• [Task item]
Begin with the first line of the entries below and reproduce each line exactly, ending with the line that holds "sorted by name".

• [Raw data]
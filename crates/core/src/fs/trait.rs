//! FileSystem trait definition

use anyhow::Result;
use std::path::{Path, PathBuf};

/// Type of file system entry
#[derive(Debug, Clone, Copy, PartialEq, Eq)]
pub enum FileType {
    File,
    Directory,
    Symlink,
}

/// A directory entry returned by read_dir
#[derive(Debug, Clone)]
pub struct DirEntry {
    pub path: PathBuf,
    pub name: String,
    pub file_type: FileType,
}

impl DirEntry {
    pub fn path(&self) -> &Path {
        &self.path
    }

    pub fn file_name(&self) -> &str {
        &self.name
    }

    pub fn file_type(&self) -> FileType {
        self.file_type
    }

    pub fn is_dir(&self) -> bool {
        self.file_type == FileType::Directory
    }

    pub fn is_file(&self) -> bool {
        self.file_type == FileType::File
    }
}

/// Abstraction over the blocking file operations the generator performs
pub trait FileSystem: Send + Sync {
    /// Check if a path exists
    fn exists(&self, path: &Path) -> bool;

    /// Check if path is a directory
    fn is_dir(&self, path: &Path) -> bool;

    /// Check if path is a file
    fn is_file(&self, path: &Path) -> bool;

    /// Read file contents as string
    fn read_to_string(&self, path: &Path) -> Result<String>;

    /// List directory contents, sorted by name
    fn read_dir(&self, path: &Path) -> Result<Vec<DirEntry>>;

    /// Write a file, creating parent directories as needed
    fn write(&self, path: &Path, contents: &str) -> Result<()>;

    /// Create a directory and all missing parents
    fn create_dir_all(&self, path: &Path) -> Result<()>;

    /// Remove a directory tree; a missing directory is not an error
    fn remove_dir_all(&self, path: &Path) -> Result<()>;

    /// Remove a single file; a missing file is not an error
    fn remove_file(&self, path: &Path) -> Result<()>;

    /// Every file below `root`, as sorted paths relative to `root`
    fn walk_files(&self, root: &Path) -> Result<Vec<PathBuf>> {
        let mut files = Vec::new();
        let mut pending = vec![root.to_path_buf()];
        while let Some(dir) = pending.pop() {
            for entry in self.read_dir(&dir)? {
                match entry.file_type {
                    FileType::Directory => pending.push(entry.path),
                    _ => {
                        if let Ok(rel) = entry.path.strip_prefix(root) {
                            files.push(rel.to_path_buf());
                        }
                    }
                }
            }
        }
        files.sort();
        Ok(files)
    }
}
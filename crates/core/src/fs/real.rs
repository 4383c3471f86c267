use super::{DirEntry, FileSystem, FileType};
use anyhow::{Context, Result};
use std::fs;
use std::io::ErrorKind;
use std::path::Path;

pub struct RealFileSystem;

impl RealFileSystem {
    pub fn new() -> Self {
        Self
    }
}

impl Default for RealFileSystem {
    fn default() -> Self {
        Self::new()
    }
}

impl FileSystem for RealFileSystem {
    fn exists(&self, path: &Path) -> bool {
        path.exists()
    }

    fn is_dir(&self, path: &Path) -> bool {
        path.is_dir()
    }

    fn is_file(&self, path: &Path) -> bool {
        path.is_file()
    }

    fn read_to_string(&self, path: &Path) -> Result<String> {
        fs::read_to_string(path).context(format!("Failed to read file {:?}", path))
    }

    fn read_dir(&self, path: &Path) -> Result<Vec<DirEntry>> {
        let entries = fs::read_dir(path).context(format!("Failed to read directory {:?}", path))?;

        let mut result = Vec::new();
        for entry in entries {
            let entry = entry.context("Failed to read directory entry")?;
            let path = entry.path();
            let name = entry.file_name().to_string_lossy().to_string();
            let file_type = if path.is_file() {
                FileType::File
            } else if path.is_dir() {
                FileType::Directory
            } else {
                FileType::Symlink
            };

            result.push(DirEntry {
                path,
                name,
                file_type,
            });
        }

        result.sort_by(|a, b| a.name.cmp(&b.name));
        Ok(result)
    }

    fn write(&self, path: &Path, contents: &str) -> Result<()> {
        if let Some(parent) = path.parent() {
            self.create_dir_all(parent)?;
        }
        fs::write(path, contents).context(format!("Failed to write file {:?}", path))
    }

    fn create_dir_all(&self, path: &Path) -> Result<()> {
        fs::create_dir_all(path).context(format!("Failed to create directory {:?}", path))
    }

    fn remove_dir_all(&self, path: &Path) -> Result<()> {
        match fs::remove_dir_all(path) {
            Ok(()) => Ok(()),
            Err(e) if e.kind() == ErrorKind::NotFound => Ok(()),
            Err(e) => Err(e).context(format!("Failed to remove directory {:?}", path)),
        }
    }

    fn remove_file(&self, path: &Path) -> Result<()> {
        match fs::remove_file(path) {
            Ok(()) => Ok(()),
            Err(e) if e.kind() == ErrorKind::NotFound => Ok(()),
            Err(e) => Err(e).context(format!("Failed to remove file {:?}", path)),
        }
    }
}

#[cfg(test)]
mod tests {
    use super::*;
    use std::path::PathBuf;
    use tempfile::TempDir;

    fn create_test_dir() -> TempDir {
        let dir = TempDir::new().unwrap();
        let base = dir.path();

        fs::create_dir(base.join("components")).unwrap();
        fs::write(base.join("index.ts"), "export * from './components';").unwrap();
        fs::write(base.join("components/Avatar.tsx"), "export {}").unwrap();

        dir
    }

    #[test]
    fn test_exists_and_kinds() {
        let temp = create_test_dir();
        let fs = RealFileSystem::new();

        assert!(fs.exists(temp.path()));
        assert!(fs.is_dir(&temp.path().join("components")));
        assert!(fs.is_file(&temp.path().join("index.ts")));
        assert!(!fs.exists(&temp.path().join("nonexistent")));
    }

    #[test]
    fn test_read_dir_is_sorted() {
        let temp = create_test_dir();
        let fs = RealFileSystem::new();

        let entries = fs.read_dir(temp.path()).unwrap();
        let names: Vec<&str> = entries.iter().map(|e| e.file_name()).collect();
        assert_eq!(names, vec!["components", "index.ts"]);
        assert!(entries[0].is_dir());
    }

    #[test]
    fn test_write_creates_parents() {
        let temp = TempDir::new().unwrap();
        let fs = RealFileSystem::new();
        let target = temp.path().join("a/b/c.ts");

        fs.write(&target, "content").unwrap();
        assert_eq!(fs.read_to_string(&target).unwrap(), "content");
    }

    #[test]
    fn test_remove_missing_is_ok() {
        let temp = TempDir::new().unwrap();
        let fs = RealFileSystem::new();

        assert!(fs.remove_dir_all(&temp.path().join("missing")).is_ok());
        assert!(fs.remove_file(&temp.path().join("missing.ts")).is_ok());
    }

    #[test]
    fn test_walk_files() {
        let temp = create_test_dir();
        let fs = RealFileSystem::new();

        let files = fs.walk_files(temp.path()).unwrap();
        assert_eq!(
            files,
            vec![PathBuf::from("components/Avatar.tsx"), PathBuf::from("index.ts")]
        );
    }
}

• [Task output]
filename crates/core/src/fs/trait.rs
//! FileSystem trait definition

use anyhow::Result;
use std::path::{Path, PathBuf};

/// Type of file system entry
#[derive(Debug, Clone, Copy, PartialEq, Eq)]
pub enum FileType {
    File,
    Directory,
    Symlink,
}

/// A directory entry returned by read_dir
#[derive(Debug, Clone)]
pub struct DirEntry {
    pub path: PathBuf,
    pub name: String,
    pub file_type: FileType,
}

impl DirEntry {
    pub fn path(&self) -> &Path {
        &self.path
    }

    pub fn file_name(&self) -> &str {
        &self.name
    }

    pub fn file_type(&self) -> FileType {
        self.file_type
    }

    pub fn is_dir(&self) -> bool {
        self.file_type == FileType::Directory
    }

    pub fn is_file(&self) -> bool {
        self.file_type == FileType::File
    }
}

/// Abstraction over the blocking file operations the generator performs
pub trait FileSystem: Send + Sync {
    /// Check if a path exists
    fn exists(&self, path: &Path) -> bool;

    /// Check if path is a directory
    fn is_dir(&self, path: &Path) -> bool;

    /// Check if path is a file
    fn is_file(&self, path: &Path) -> bool;

    /// Read file contents as string
    fn read_to_string(&self, path: &Path) -> Result<String>;

    /// List directory contents, sorted by name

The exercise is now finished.